# Required action
Take the records below and set them down exactly, so that every line matches the original.

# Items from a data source
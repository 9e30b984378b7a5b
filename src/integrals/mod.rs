//! Analytic one- and two-electron integrals over contracted s-type Gaussians.
//!
//! The formulas are the standard closed forms for s-type primitives (Szabo & Ostlund,
//! appendix A); the Boys function is evaluated by its downward series for small
//! arguments and its asymptotic form for large ones.

use ndarray::{Array2, Array4};
use serde::{Deserialize, Serialize};

use crate::auxiliary::molecule::Molecule;
use crate::basis::ContractedGaussian;


const PI: f64 = std::f64::consts::PI;

/// The Boys function $`F_0(t)`$.
///
/// For $`t < 35`$ the series $`F_0(t) = e^{-t} \sum_i (2t)^i / (2i+1)!!`$ is used;
/// beyond that the asymptotic form $`\frac{1}{2}\sqrt{\pi/t}`$ is exact to machine
/// precision.
pub(crate) fn boys_f0(t: f64) -> f64 {
    if t < 1e-13 {
        1.0 - t / 3.0
    } else if t < 35.0 {
        let mut term = 1.0;
        let mut sum = 1.0;
        let mut i = 1u32;
        loop {
            term *= 2.0 * t / f64::from(2 * i + 1);
            sum += term;
            if term < sum * 1e-17 {
                break;
            }
            i += 1;
        }
        (-t).exp() * sum
    } else {
        0.5 * (PI / t).sqrt()
    }
}

/// Computed one- and two-electron integrals in the atomic-orbital basis.
#[derive(Clone, Debug)]
pub struct AoIntegrals {
    /// The overlap matrix $`S_{\mu\nu}`$.
    pub overlap: Array2<f64>,

    /// The core Hamiltonian $`H^{\mathrm{core}}_{\mu\nu} = T_{\mu\nu} + V_{\mu\nu}`$.
    pub hcore: Array2<f64>,

    /// The two-electron repulsion integrals $`(\mu\nu|\lambda\sigma)`$ in chemist notation.
    pub eri: Array4<f64>,
}

/// One- and two-body molecular integrals over spatial molecular orbitals.
///
/// This is the immutable hand-over structure between the integral-provision stage and the
/// fermionic-operator builder, produced once per geometry and basis.
#[derive(Clone, Debug, Serialize, Deserialize)]
pub struct MolecularIntegrals {
    /// The one-body integrals $`h_{pq}`$ over spatial orbitals.
    pub one_body: Array2<f64>,

    /// The two-body integrals $`(pq|rs)`$ over spatial orbitals in chemist notation.
    pub two_body: Array4<f64>,

    /// The scalar core energy (nuclear repulsion plus any frozen-core contribution).
    pub core_energy: f64,

    /// The number of electrons to be accommodated in these orbitals.
    pub n_electrons: usize,
}

impl MolecularIntegrals {
    /// The number of spatial orbitals.
    pub fn n_orbitals(&self) -> usize {
        self.one_body.nrows()
    }
}

/// Computes the overlap, core-Hamiltonian, and electron-repulsion integrals for a basis of
/// contracted s-type Gaussians.
///
/// # Arguments
///
/// * `basis` - The contracted basis functions.
/// * `mol` - The molecule providing the nuclear charges and positions.
///
/// # Returns
///
/// The assembled [`AoIntegrals`].
pub fn compute_ao_integrals(basis: &[ContractedGaussian], mol: &Molecule) -> AoIntegrals {
    let n = basis.len();
    let mut overlap = Array2::<f64>::zeros((n, n));
    let mut hcore = Array2::<f64>::zeros((n, n));
    let mut eri = Array4::<f64>::zeros((n, n, n, n));

    for i in 0..n {
        for j in 0..=i {
            let (s_ij, t_ij) = contracted_overlap_kinetic(&basis[i], &basis[j]);
            let v_ij = contracted_nuclear_attraction(&basis[i], &basis[j], mol);
            overlap[(i, j)] = s_ij;
            overlap[(j, i)] = s_ij;
            hcore[(i, j)] = t_ij + v_ij;
            hcore[(j, i)] = t_ij + v_ij;
        }
    }

    // Chemist-notation (ij|kl) with 8-fold permutational symmetry.
    for i in 0..n {
        for j in 0..=i {
            for k in 0..=i {
                let l_max = if k == i { j } else { k };
                for l in 0..=l_max {
                    let value = contracted_eri(&basis[i], &basis[j], &basis[k], &basis[l]);
                    for (p, q, r, s) in [
                        (i, j, k, l),
                        (j, i, k, l),
                        (i, j, l, k),
                        (j, i, l, k),
                        (k, l, i, j),
                        (l, k, i, j),
                        (k, l, j, i),
                        (l, k, j, i),
                    ] {
                        eri[(p, q, r, s)] = value;
                    }
                }
            }
        }
    }

    AoIntegrals {
        overlap,
        hcore,
        eri,
    }
}

/// Contracted overlap and kinetic-energy integrals between two s-type functions.
fn contracted_overlap_kinetic(a: &ContractedGaussian, b: &ContractedGaussian) -> (f64, f64) {
    let r2_ab = (a.center - b.center).norm_squared();
    let mut s = 0.0;
    let mut t = 0.0;
    for (&alpha, &da) in a.exponents.iter().zip(a.coefficients.iter()) {
        for (&beta, &db) in b.exponents.iter().zip(b.coefficients.iter()) {
            let p = alpha + beta;
            let mu = alpha * beta / p;
            let prim_s = (PI / p).powf(1.5) * (-mu * r2_ab).exp();
            s += da * db * prim_s;
            t += da * db * mu * (3.0 - 2.0 * mu * r2_ab) * prim_s;
        }
    }
    (s, t)
}

/// Contracted nuclear-attraction integral between two s-type functions over all nuclei.
fn contracted_nuclear_attraction(
    a: &ContractedGaussian,
    b: &ContractedGaussian,
    mol: &Molecule,
) -> f64 {
    let r2_ab = (a.center - b.center).norm_squared();
    let mut v = 0.0;
    for (&alpha, &da) in a.exponents.iter().zip(a.coefficients.iter()) {
        for (&beta, &db) in b.exponents.iter().zip(b.coefficients.iter()) {
            let p = alpha + beta;
            let mu = alpha * beta / p;
            let centre_p = (a.center * alpha + b.center.coords * beta) / p;
            let pref = -2.0 * PI / p * (-mu * r2_ab).exp();
            for atom in mol.atoms.iter() {
                let r2_pc = (centre_p - atom.coordinates).norm_squared();
                v += da * db * pref * f64::from(atom.atomic_number) * boys_f0(p * r2_pc);
            }
        }
    }
    v
}

/// Contracted electron-repulsion integral $(ab|cd)$ between four s-type functions.
fn contracted_eri(
    a: &ContractedGaussian,
    b: &ContractedGaussian,
    c: &ContractedGaussian,
    d: &ContractedGaussian,
) -> f64 {
    let r2_ab = (a.center - b.center).norm_squared();
    let r2_cd = (c.center - d.center).norm_squared();
    let mut value = 0.0;
    for (&alpha, &da) in a.exponents.iter().zip(a.coefficients.iter()) {
        for (&beta, &db) in b.exponents.iter().zip(b.coefficients.iter()) {
            let p = alpha + beta;
            let centre_p = (a.center * alpha + b.center.coords * beta) / p;
            let exp_ab = (-alpha * beta / p * r2_ab).exp();
            for (&gamma, &dc) in c.exponents.iter().zip(c.coefficients.iter()) {
                for (&delta, &dd) in d.exponents.iter().zip(d.coefficients.iter()) {
                    let q = gamma + delta;
                    let centre_q = (c.center * gamma + d.center.coords * delta) / q;
                    let exp_cd = (-gamma * delta / q * r2_cd).exp();
                    let r2_pq = (centre_p - centre_q).norm_squared();
                    value += da * db * dc * dd
                        * 2.0 * PI.powf(2.5) / (p * q * (p + q).sqrt())
                        * exp_ab
                        * exp_cd
                        * boys_f0(p * q / (p + q) * r2_pq);
                }
            }
        }
    }
    value
}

# Written solution
repository 9e30b984378b7a5b
filename src/integrals/mod.rs
//! Analytic one- and two-electron integrals over contracted s-type Gaussians.
//!
//! The formulas are the standard closed forms for s-type primitives (Szabo & Ostlund,
//! appendix A); the Boys function is evaluated by its downward series for small
//! arguments and its asymptotic form for large ones.

use ndarray::{Array2, Array4};
use serde::{Deserialize, Serialize};

use crate::auxiliary::molecule::Molecule;
use crate::basis::ContractedGaussian;


const PI: f64 = std::f64::consts::PI;

/// The Boys function $`F_0(t)`$.
///
/// For $`t < 35`$ the series $`F_0(t) = e^{-t} \sum_i (2t)^i / (2i+1)!!`$ is used;
/// beyond that the asymptotic form $`\frac{1}{2}\sqrt{\pi/t}`$ is exact to machine
/// precision.
pub(crate) fn boys_f0(t: f64) -> f64 {
    if t < 1e-13 {
        1.0 - t / 3.0
    } else if t < 35.0 {
        let mut term = 1.0;
        let mut sum = 1.0;
        let mut i = 1u32;
        loop {
            term *= 2.0 * t / f64::from(2 * i + 1);
            sum += term;
            if term < sum * 1e-17 {
                break;
            }
            i += 1;
        }
        (-t).exp() * sum
    } else {
        0.5 * (PI / t).sqrt()
    }
}

/// Computed one- and two-electron integrals in the atomic-orbital basis.
#[derive(Clone, Debug)]
pub struct AoIntegrals {
    /// The overlap matrix $`S_{\mu\nu}`$.
    pub overlap: Array2<f64>,

    /// The core Hamiltonian $`H^{\mathrm{core}}_{\mu\nu} = T_{\mu\nu} + V_{\mu\nu}`$.
    pub hcore: Array2<f64>,

    /// The two-electron repulsion integrals $`(\mu\nu|\lambda\sigma)`$ in chemist notation.
    pub eri: Array4<f64>,
}

/// One- and two-body molecular integrals over spatial molecular orbitals.
///
/// This is the immutable hand-over structure between the integral-provision stage and the
/// fermionic-operator builder, produced once per geometry and basis.
#[derive(Clone, Debug, Serialize, Deserialize)]
pub struct MolecularIntegrals {
    /// The one-body integrals $`h_{pq}`$ over spatial orbitals.
    pub one_body: Array2<f64>,

    /// The two-body integrals $`(pq|rs)`$ over spatial orbitals in chemist notation.
    pub two_body: Array4<f64>,

    /// The scalar core energy (nuclear repulsion plus any frozen-core contribution).
    pub core_energy: f64,

    /// The number of electrons to be accommodated in these orbitals.
    pub n_electrons: usize,
}

impl MolecularIntegrals {
    /// The number of spatial orbitals.
    pub fn n_orbitals(&self) -> usize {
        self.one_body.nrows()
    }
}

/// Computes the overlap, core-Hamiltonian, and electron-repulsion integrals for a basis of
/// contracted s-type Gaussians.
///
/// # Arguments
///
/// * `basis` - The contracted basis functions.
/// * `mol` - The molecule providing the nuclear charges and positions.
///
/// # Returns
///
/// The assembled [`AoIntegrals`].
pub fn compute_ao_integrals(basis: &[ContractedGaussian], mol: &Molecule) -> AoIntegrals {
    let n = basis.len();
    let mut overlap = Array2::<f64>::zeros((n, n));
    let mut hcore = Array2::<f64>::zeros((n, n));
    let mut eri = Array4::<f64>::zeros((n, n, n, n));

    for i in 0..n {
        for j in 0..=i {
            let (s_ij, t_ij) = contracted_overlap_kinetic(&basis[i], &basis[j]);
            let v_ij = contracted_nuclear_attraction(&basis[i], &basis[j], mol);
            overlap[(i, j)] = s_ij;
            overlap[(j, i)] = s_ij;
            hcore[(i, j)] = t_ij + v_ij;
            hcore[(j, i)] = t_ij + v_ij;
        }
    }

    // Chemist-notation (ij|kl) with 8-fold permutational symmetry.
    for i in 0..n {
        for j in 0..=i {
            for k in 0..=i {
                let l_max = if k == i { j } else { k };
                for l in 0..=l_max {
                    let value = contracted_eri(&basis[i], &basis[j], &basis[k], &basis[l]);
                    for (p, q, r, s) in [
                        (i, j, k, l),
                        (j, i, k, l),
                        (i, j, l, k),
                        (j, i, l, k),
                        (k, l, i, j),
                        (l, k, i, j),
                        (k, l, j, i),
                        (l, k, j, i),
                    ] {
                        eri[(p, q, r, s)] = value;
                    }
                }
            }
        }
    }

    AoIntegrals {
        overlap,
        hcore,
        eri,
    }
}

/// Contracted overlap and kinetic-energy integrals between two s-type functions.
fn contracted_overlap_kinetic(a: &ContractedGaussian, b: &ContractedGaussian) -> (f64, f64) {
    let r2_ab = (a.center - b.center).norm_squared();
    let mut s = 0.0;
    let mut t = 0.0;
    for (&alpha, &da) in a.exponents.iter().zip(a.coefficients.iter()) {
        for (&beta, &db) in b.exponents.iter().zip(b.coefficients.iter()) {
            let p = alpha + beta;
            let mu = alpha * beta / p;
            let prim_s = (PI / p).powf(1.5) * (-mu * r2_ab).exp();
            s += da * db * prim_s;
            t += da * db * mu * (3.0 - 2.0 * mu * r2_ab) * prim_s;
        }
    }
    (s, t)
}

/// Contracted nuclear-attraction integral between two s-type functions over all nuclei.
fn contracted_nuclear_attraction(
    a: &ContractedGaussian,
    b: &ContractedGaussian,
    mol: &Molecule,
) -> f64 {
    let r2_ab = (a.center - b.center).norm_squared();
    let mut v = 0.0;
    for (&alpha, &da) in a.exponents.iter().zip(a.coefficients.iter()) {
        for (&beta, &db) in b.exponents.iter().zip(b.coefficients.iter()) {
            let p = alpha + beta;
            let mu = alpha * beta / p;
            let centre_p = (a.center * alpha + b.center.coords * beta) / p;
            let pref = -2.0 * PI / p * (-mu * r2_ab).exp();
            for atom in mol.atoms.iter() {
                let r2_pc = (centre_p - atom.coordinates).norm_squared();
                v += da * db * pref * f64::from(atom.atomic_number) * boys_f0(p * r2_pc);
            }
        }
    }
    v
}

/// Contracted electron-repulsion integral $(ab|cd)$ between four s-type functions.
fn contracted_eri(
    a: &ContractedGaussian,
    b: &ContractedGaussian,
    c: &ContractedGaussian,
    d: &ContractedGaussian,
) -> f64 {
    let r2_ab = (a.center - b.center).norm_squared();
    let r2_cd = (c.center - d.center).norm_squared();
    let mut value = 0.0;
    for (&alpha, &da) in a.exponents.iter().zip(a.coefficients.iter()) {
        for (&beta, &db) in b.exponents.iter().zip(b.coefficients.iter()) {
            let p = alpha + beta;
            let centre_p = (a.center * alpha + b.center.coords * beta) / p;
            let exp_ab = (-alpha * beta / p * r2_ab).exp();
            for (&gamma, &dc) in c.exponents.iter().zip(c.coefficients.iter()) {
                for (&delta, &dd) in d.exponents.iter().zip(d.coefficients.iter()) {
                    let q = gamma + delta;
                    let centre_q = (c.center * gamma + d.center.coords * delta) / q;
                    let exp_cd = (-gamma * delta / q * r2_cd).exp();
                    let r2_pq = (centre_p - centre_q).norm_squared();
                    value += da * db * dc * dd
                        * 2.0 * PI.powf(2.5) / (p * q * (p + q).sqrt())
                        * exp_ab
                        * exp_cd
                        * boys_f0(p * q / (p + q) * r2_pq);
                }
            }
        }
    }
    value
}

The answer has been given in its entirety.